Work required –
Search the records for the string "content", and show each line where it appears.

Records to use –
»»
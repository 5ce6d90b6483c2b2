//! Call context data model

use crate::catalog::NodeId;
use chrono::{DateTime, Utc};
use serde::{Deserialize, Serialize};
use serde_json::{Map, Value};
use std::collections::HashMap;
use std::fmt;

/// Spoken language of the call. Drives voice-model selection and the
/// language-conditional blocks in prompt templates.
#[derive(Debug, Clone, Copy, PartialEq, Eq, Hash, Default, Serialize, Deserialize)]
#[serde(rename_all = "lowercase")]
pub enum Language {
    #[default]
    En,
    Es,
}

impl Language {
    pub fn as_str(self) -> &'static str {
        match self {
            Language::En => "en",
            Language::Es => "es",
        }
    }

    pub fn parse(s: &str) -> Option<Self> {
        match s {
            "en" => Some(Language::En),
            "es" => Some(Language::Es),
            _ => None,
        }
    }
}

impl fmt::Display for Language {
    fn fmt(&self, f: &mut fmt::Formatter<'_>) -> fmt::Result {
        f.write_str(self.as_str())
    }
}

#[derive(Debug, Clone, Copy, PartialEq, Eq, Serialize, Deserialize)]
#[serde(rename_all = "lowercase")]
pub enum TranscriptRole {
    User,
    Assistant,
    /// Machine-generated markers (node transitions); excluded from
    /// extraction windows.
    Internal,
}

#[derive(Debug, Clone, Serialize, Deserialize)]
pub struct TranscriptEntry {
    pub role: TranscriptRole,
    pub content: String,
    pub timestamp: DateTime<Utc>,
}

/// Python-style truthiness over JSON values, used by flag lookups and
/// transition conditions.
pub fn value_truthy(value: &Value) -> bool {
    match value {
        Value::Null => false,
        Value::Bool(b) => *b,
        Value::Number(n) => n.as_f64().is_some_and(|f| f.abs() > f64::EPSILON),
        Value::String(s) => !s.is_empty() && s != "false",
        Value::Array(a) => !a.is_empty(),
        Value::Object(o) => !o.is_empty(),
    }
}

/// Values treated as "nothing was provided" when checking presence.
pub(crate) const SENTINELS: &[&str] = &["", "NA", "N/A", "null", "None"];

pub(crate) fn is_sentinel(value: &Value) -> bool {
    match value {
        Value::Null => true,
        Value::String(s) => SENTINELS.contains(&s.as_str()),
        _ => false,
    }
}

/// The mutable fact base for one call.
///
/// Known fields have a fixed schema; node-declared ad hoc variables live in
/// the `vars` extension map. Seed data (identity/loan records) is written
/// once at creation and only shadowed, never rewritten, by later turns.
#[derive(Debug, Clone, Serialize, Deserialize)]
pub struct CallContext {
    pub call_id: String,
    pub created_at: DateTime<Utc>,
    pub current_node: NodeId,
    pub language: Language,
    /// Identity/loan/agent data seeded at creation.
    seed: Map<String, Value>,
    /// Extraction-populated flags, strings, and API response values.
    vars: Map<String, Value>,
    counters: HashMap<String, u32>,
    transcript: Vec<TranscriptEntry>,
    /// Status of the most recent node API action, if any.
    pub api_status: Option<u16>,
    pub api_error: Option<String>,
}

impl CallContext {
    pub fn new(
        call_id: impl Into<String>,
        seed: Map<String, Value>,
        initial_node: NodeId,
        language: Language,
    ) -> Self {
        let created_at = Utc::now();
        let mut seed = seed;
        // Runtime date fields available to every template.
        seed.entry("current_date".to_string())
            .or_insert_with(|| Value::String(created_at.format("%Y-%m-%d").to_string()));
        seed.entry("current_day_of_week".to_string())
            .or_insert_with(|| Value::String(created_at.format("%A").to_string()));
        seed.entry("current_time".to_string())
            .or_insert_with(|| Value::String(created_at.format("%I:%M %p").to_string()));
        Self {
            call_id: call_id.into(),
            created_at,
            current_node: initial_node,
            language,
            seed,
            vars: Map::new(),
            counters: HashMap::new(),
            transcript: Vec::new(),
            api_status: None,
            api_error: None,
        }
    }

    /// Uniform lookup across built-ins, extracted variables, and seed data.
    /// Extracted variables shadow seed fields of the same name.
    pub fn lookup(&self, name: &str) -> Option<Value> {
        match name {
            "call_id" => return Some(Value::String(self.call_id.clone())),
            "language" => return Some(Value::String(self.language.as_str().to_string())),
            "current_node" => return Some(Value::String(self.current_node.to_string())),
            "api_status_code" => return self.api_status.map(Value::from),
            "api_error" => return self.api_error.clone().map(Value::String),
            _ => {}
        }
        if let Some(v) = self.vars.get(name) {
            return Some(v.clone());
        }
        if let Some(v) = self.seed.get(name) {
            return Some(v.clone());
        }
        self.counters.get(name).map(|&c| Value::from(c))
    }

    /// String form of a field for template substitution. Absent fields and
    /// JSON null yield `None`.
    pub fn lookup_str(&self, name: &str) -> Option<String> {
        match self.lookup(name)? {
            Value::Null => None,
            Value::String(s) => Some(s),
            Value::Bool(b) => Some(b.to_string()),
            Value::Number(n) => Some(n.to_string()),
            other => Some(other.to_string()),
        }
    }

    /// Truthiness of a context field.
    pub fn flag(&self, name: &str) -> bool {
        self.lookup(name).as_ref().is_some_and(value_truthy)
    }

    pub fn counter(&self, name: &str) -> u32 {
        self.counters.get(name).copied().unwrap_or(0)
    }

    pub fn increment(&mut self, name: &str) -> u32 {
        let slot = self.counters.entry(name.to_string()).or_insert(0);
        *slot += 1;
        *slot
    }

    pub fn set_var(&mut self, name: impl Into<String>, value: Value) {
        self.vars.insert(name.into(), value);
    }

    pub fn push_transcript(&mut self, role: TranscriptRole, content: impl Into<String>) {
        self.transcript.push(TranscriptEntry {
            role,
            content: content.into(),
            timestamp: Utc::now(),
        });
    }

    /// Last `limit` transcript entries in append order; all of them when
    /// `limit` is `None`.
    pub fn transcript_tail(&self, limit: Option<usize>) -> &[TranscriptEntry] {
        match limit {
            Some(n) if n < self.transcript.len() => {
                let start = self.transcript.len() - n;
                &self.transcript[start..]
            }
            _ => &self.transcript,
        }
    }

    pub fn transcript_len(&self) -> usize {
        self.transcript.len()
    }

    /// Merge a partial update. Absent fields and JSON-null variable values
    /// leave the stored state unchanged; it is not possible to clear a field
    /// back to empty through this call.
    pub fn apply(&mut self, update: ContextUpdate) {
        if let Some(language) = update.language {
            self.language = language;
        }
        if let Some(status) = update.api_status {
            self.api_status = Some(status);
        }
        if let Some(error) = update.api_error {
            self.api_error = Some(error);
        }
        for (key, value) in update.vars {
            if value.is_null() {
                continue;
            }
            self.vars.insert(key, value);
        }
    }
}

/// Partial update merged into a [`CallContext`].
///
/// "Absent means unchanged": an unset field, or a null value in `vars`,
/// never overwrites stored state. There is deliberately no way to clear a
/// field through an update (flagged for product sign-off, not corrected).
#[derive(Debug, Clone, Default)]
pub struct ContextUpdate {
    pub language: Option<Language>,
    pub api_status: Option<u16>,
    pub api_error: Option<String>,
    pub vars: Map<String, Value>,
}

impl ContextUpdate {
    pub fn new() -> Self {
        Self::default()
    }

    pub fn language(mut self, language: Language) -> Self {
        self.language = Some(language);
        self
    }

    pub fn var(mut self, name: impl Into<String>, value: impl Into<Value>) -> Self {
        self.vars.insert(name.into(), value.into());
        self
    }

    pub fn vars(mut self, vars: Map<String, Value>) -> Self {
        self.vars.extend(vars);
        self
    }
}

#[cfg(test)]
mod tests {
    use super::*;

    fn ctx() -> CallContext {
        let mut seed = Map::new();
        seed.insert("FirstName".into(), Value::String("John".into()));
        seed.insert("DaysLate".into(), Value::from(45));
        CallContext::new("CA100", seed, NodeId::from("n61"), Language::En)
    }

    #[test]
    fn lookup_prefers_vars_over_seed() {
        let mut c = ctx();
        assert_eq!(c.lookup_str("FirstName").as_deref(), Some("John"));
        c.set_var("FirstName", Value::String("Johnny".into()));
        assert_eq!(c.lookup_str("FirstName").as_deref(), Some("Johnny"));
    }

    #[test]
    fn builtin_lookups() {
        let c = ctx();
        assert_eq!(c.lookup_str("language").as_deref(), Some("en"));
        assert_eq!(c.lookup_str("current_node").as_deref(), Some("n61"));
        assert!(c.lookup_str("current_date").is_some());
        assert!(c.lookup("api_status_code").is_none());
    }

    #[test]
    fn null_update_values_leave_fields_unchanged() {
        let mut c = ctx();
        c.set_var("dob_verified", Value::Bool(true));
        c.apply(ContextUpdate::new().var("dob_verified", Value::Null));
        assert!(c.flag("dob_verified"));

        c.apply(ContextUpdate::new().var("dob_verified", false));
        assert!(!c.flag("dob_verified"));
    }

    #[test]
    fn counters_start_at_zero() {
        let mut c = ctx();
        assert_eq!(c.counter("dob_attempts"), 0);
        assert_eq!(c.increment("dob_attempts"), 1);
        assert_eq!(c.increment("dob_attempts"), 2);
        assert_eq!(c.counter("dob_attempts"), 2);
    }

    #[test]
    fn transcript_tail_limits() {
        let mut c = ctx();
        for i in 0..5 {
            c.push_transcript(TranscriptRole::User, format!("turn {i}"));
        }
        assert_eq!(c.transcript_tail(Some(2)).len(), 2);
        assert_eq!(c.transcript_tail(Some(2))[0].content, "turn 3");
        assert_eq!(c.transcript_tail(None).len(), 5);
        assert_eq!(c.transcript_tail(Some(50)).len(), 5);
    }

    #[test]
    fn truthiness() {
        assert!(value_truthy(&Value::Bool(true)));
        assert!(value_truthy(&Value::String("yes".into())));
        assert!(!value_truthy(&Value::String(String::new())));
        assert!(!value_truthy(&Value::String("false".into())));
        assert!(!value_truthy(&Value::Null));
        assert!(!value_truthy(&Value::from(0)));
        assert!(value_truthy(&Value::from(3)));
    }
}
««
Solution –
    pub content: String,
    pub fn push_transcript(&mut self, role: TranscriptRole, content: impl Into<String>) {
            content: content.into(),
        assert_eq!(c.transcript_tail(Some(2))[0].content, "turn 3");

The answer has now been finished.